Age is another cause for doubt: Clinton would be nearly 70 if she took office — but that’s still younger than Ronald Reagan when he took the oath, and 70 isn’t as old as it was then, either. (The new 60? 50?) Plus, despite rumors about health problems, people who know her say they believe Hillary is healthy enough to withstand the grind of campaigning.

No, apparently the big risk she sees is the potential taint of her old boss, President Obama.

This goes beyond the continued unpopularity of ObamaCare, even though she’s tied to that albatross not just by Democratic Party political realities by also by her push for a similarly unpopular health system during her husband’s presidency.

It even goes beyond the failures of Obama’s foreign policy — though of course Hillary, as his secretary of state for his first four years, also gets tainted not just by the Benghazi tragedy but the country’s weak standing throughout the world.

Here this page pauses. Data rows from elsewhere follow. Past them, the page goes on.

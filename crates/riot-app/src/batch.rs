// Rust guideline compliant 2026-02-09

//! Batches of independent runs executed in parallel.

use crate::report::{RunReport, RunSummary};
use crate::run::resolve_seed;
use crate::{AppError, Result};
use rayon::prelude::*;
use riot_core::Config;
use serde::{Deserialize, Serialize};

/// Outcome of one run inside a batch.
#[derive(Debug, Clone, Serialize, Deserialize)]
pub struct BatchRun {
    /// Seed of the run.
    pub seed: u64,
    /// Headline numbers of the run.
    pub summary: RunSummary,
}

/// Aggregated outcome of a batch.
#[derive(Debug, Clone, Serialize, Deserialize)]
pub struct BatchReport {
    /// Steps simulated by each run.
    pub steps: usize,
    /// Individual runs, in seed order.
    pub runs: Vec<BatchRun>,
    /// Mean number of injured fans at the end of a run.
    pub mean_injured: f64,
    /// Mean number of rioters at the end of a run.
    pub mean_rioters: f64,
    /// Mean number of fans that left the map.
    pub mean_left: f64,
    /// Mean peak of simultaneous rioters.
    pub mean_peak_rioters: f64,
}

impl BatchReport {
    fn from_runs(steps: usize, runs: Vec<BatchRun>) -> Self {
        let mean = |value: fn(&RunSummary) -> f64| -> f64 {
            if runs.is_empty() {
                return 0.0;
            }
            runs.iter().map(|run| value(&run.summary)).sum::<f64>() / runs.len() as f64
        };

        Self {
            steps,
            mean_injured: mean(|s| f64::from(s.final_states.injured)),
            mean_rioters: mean(|s| f64::from(s.final_states.rioters)),
            mean_left: mean(|s| s.total_left() as f64),
            mean_peak_rioters: mean(|s| f64::from(s.peak_rioters)),
            runs,
        }
    }
}

/// Runs `runs` simulations in parallel with consecutive seeds.
///
/// The first seed is `config.seed`, or a random one when unset.
///
/// # Errors
///
/// Returns an error if:
/// - `runs` is zero
/// - any run fails to build or populate its model
pub fn run_batch(config: &Config, runs: usize) -> Result<BatchReport> {
    if runs == 0 {
        return Err(AppError::InvalidInput(
            "a batch needs at least one run".to_string(),
        ));
    }

    let base_seed = resolve_seed(config.seed);
    tracing::info!(runs, base_seed, "starting batch");

    let results: Vec<BatchRun> = (0..runs as u64)
        .into_par_iter()
        .map(|offset| -> Result<BatchRun> {
            let seed = base_seed.wrapping_add(offset);
            let mut model = config.build_model(seed)?;
            model.run(config.steps)?;
            let report = RunReport::from_model(&model);
            tracing::debug!(seed, "batch run finished");
            Ok(BatchRun {
                seed,
                summary: report.summary,
            })
        })
        .collect::<Result<Vec<_>>>()?;

    Ok(BatchReport::from_runs(config.steps, results))
}

#[cfg(test)]
mod tests {
    use super::*;
    use riot_core::{Cell, ModelParams};

    fn small_config() -> Config {
        Config {
            width: 16,
            height: 20,
            steps: 10,
            seed: Some(100),
            entry_home: Cell::new(2, 0),
            entry_away: Cell::new(13, 0),
            params: ModelParams {
                initial_entry_home: 20,
                initial_entry_away: 10,
                ..ModelParams::default()
            },
            ..Config::default()
        }
    }

    #[test]
    fn test_batch_uses_consecutive_seeds() {
        let report = run_batch(&small_config(), 4).unwrap();
        let seeds: Vec<u64> = report.runs.iter().map(|run| run.seed).collect();
        assert_eq!(seeds, vec![100, 101, 102, 103]);
        assert_eq!(report.steps, 10);
    }

    #[test]
    fn test_batch_matches_sequential_runs() {
        let config = small_config();
        let report = run_batch(&config, 3).unwrap();
        for run in &report.runs {
            let single = crate::run_simulation(&Config {
                seed: Some(run.seed),
                ..config.clone()
            })
            .unwrap();
            assert_eq!(single.summary, run.summary);
        }
    }

    #[test]
    fn test_batch_means() {
        let report = run_batch(&small_config(), 3).unwrap();
        let expected = report
            .runs
            .iter()
            .map(|run| run.summary.total_left() as f64)
            .sum::<f64>()
            / 3.0;
        assert!((report.mean_left - expected).abs() < 1e-9);
    }

    #[test]
    fn test_empty_batch_is_rejected() {
        let err = run_batch(&small_config(), 0).unwrap_err();
        assert_eq!(err.code(), crate::ErrorCode::InvalidInput);
    }
}
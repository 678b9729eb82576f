// Rust guideline compliant 2026-02-09

//! Reports produced by simulation runs.

use chrono::Utc;
use riot_core::{RiotModel, StateCounts, Team, TeamCounts};
use serde::{Deserialize, Serialize};

/// Headline numbers of a finished run.
#[derive(Debug, Clone, PartialEq, Eq, Serialize, Deserialize)]
pub struct RunSummary {
    /// Home fans admitted to the map.
    pub entered_home: usize,
    /// Away fans admitted to the map.
    pub entered_away: usize,
    /// Home fans that left through the bottom row.
    pub left_home: usize,
    /// Away fans that left through the bottom row.
    pub left_away: usize,
    /// Agents per state after the last step.
    pub final_states: StateCounts,
    /// Agents per team after the last step.
    pub final_teams: TeamCounts,
    /// Largest number of simultaneous rioters.
    pub peak_rioters: u32,
    /// First step at which the peak was reached. 0 when no step ran or nobody ever rioted.
    pub peak_rioters_step: usize,
}

impl RunSummary {
    /// Summarizes a model's current state and collected history.
    pub fn from_model(model: &RiotModel) -> Self {
        let latest = model.collector().latest();
        let (peak_rioters_step, peak_rioters) = model
            .collector()
            .records()
            .iter()
            .fold((0, 0), |best, record| {
                if record.states.rioters > best.1 {
                    (record.step, record.states.rioters)
                } else {
                    best
                }
            });

        Self {
            entered_home: model.entered(Team::Home),
            entered_away: model.entered(Team::Away),
            left_home: model.left(Team::Home),
            left_away: model.left(Team::Away),
            final_states: latest.map(|record| record.states).unwrap_or_default(),
            final_teams: latest.map(|record| record.teams).unwrap_or_default(),
            peak_rioters,
            peak_rioters_step,
        }
    }

    /// Fans that left the map, both teams together.
    pub fn total_left(&self) -> usize {
        self.left_home + self.left_away
    }
}

/// Full report of a single run.
#[derive(Debug, Clone, Serialize, Deserialize)]
pub struct RunReport {
    /// Seed that reproduces the run.
    pub seed: u64,
    /// Grid width.
    pub width: usize,
    /// Grid height.
    pub height: usize,
    /// Number of simulated steps.
    pub steps: usize,
    /// Number of streets on the map (0 for an open grid).
    pub streets: usize,
    /// RFC 3339 timestamp of report creation.
    pub generated_at: String,
    /// Headline numbers.
    pub summary: RunSummary,
    /// Agents per state after each step.
    pub agent_states: Vec<StateCounts>,
    /// Agents per team after each step.
    pub team_control: Vec<TeamCounts>,
}

impl RunReport {
    /// Builds a report from a finished model.
    pub fn from_model(model: &RiotModel) -> Self {
        Self {
            seed: model.seed(),
            width: model.grid().width(),
            height: model.grid().height(),
            steps: model.steps(),
            streets: model.city_map().n_streets(),
            generated_at: Utc::now().to_rfc3339(),
            summary: RunSummary::from_model(model),
            agent_states: model.collector().state_series(),
            team_control: model.collector().team_series(),
        }
    }
}
// Rust guideline compliant 2026-02-06

use criterion::{black_box, criterion_group, criterion_main, BatchSize, Criterion};
use riot_core::{Cell, CityMap, ModelParams, RiotModel};

fn build_model(seed: u64) -> RiotModel {
    let map = CityMap::new(100, 200, 5, 10, 10).expect("Failed to build city map");
    RiotModel::new(
        100,
        200,
        Cell::new(10, 0),
        Cell::new(90, 0),
        Some(map),
        ModelParams::default(),
        seed,
    )
    .expect("Failed to build model")
}

fn bench_init_population(c: &mut Criterion) {
    c.bench_function("init_population_1500", |b| {
        b.iter_batched(
            || build_model(1),
            |mut model| black_box(model.init_population()),
            BatchSize::SmallInput,
        )
    });
}

fn bench_step(c: &mut Criterion) {
    let mut model = build_model(2);
    model
        .init_population()
        .expect("Failed to populate benchmark model");
    c.bench_function("step_1500_agents", |b| {
        b.iter_batched(
            || model.clone(),
            |mut model| {
                model.step();
                black_box(model.agent_count())
            },
            BatchSize::LargeInput,
        )
    });
}

criterion_group!(benches, bench_init_population, bench_step);
criterion_main!(benches);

No: Her biggest fear, I’m told, is that the Obama economy gets even worse.

She knows economic recoveries (even ones as weak as the one Obama fomented with ObamaCare, higher taxes and his attacks on business) run in cycles, which often last about seven years. In other words, it could turn sharply down just in time to leave her holding the bag.

“If you ask Hillary what she really fears, it’s that in a year or so, when she’s running, that Obama will be so unpopular that no one wants any Democrat as president,” said one Wall Street executive who knows the former first lady. “That doesn’t mean she won’t run — she’s human and when so many people urge you to do something, you often do it. But that doesn’t mean she will win.”

Hillary’s fear of being stained by Obamanomics isn’t just her own; it reflects a broad-based critique of the Obama presidency you hear muttered at Washington and New York cocktail parties where liberal elites (i.e., her Wall Street supporters) often congregate.

On the other hand, Republicans have a way of snatching defeat from the jaws of victory; who knows who they’ll nominate in 2016.

And time is on Hillary’s side as long as the economy doesn’t crater. She has a formidable campaign and fund-raising apparatus ready at a moment’s notice — money will be there and her celebrity isn’t going away.

One test she’ll be looking at, I’m told, is how her new memoir, due out in June, gets received. If the book tour goes well, she’s even more likely to jump in.

But count me as skeptical that she will run — and even more skeptical that, if she does run, she wins. Because, based on everything she’s telling people about the problems of inheriting the Democratic Party from President Obama, even she’s skeptical of her chances.

Charles Gasparino is a Fox Business Network senior correspondent.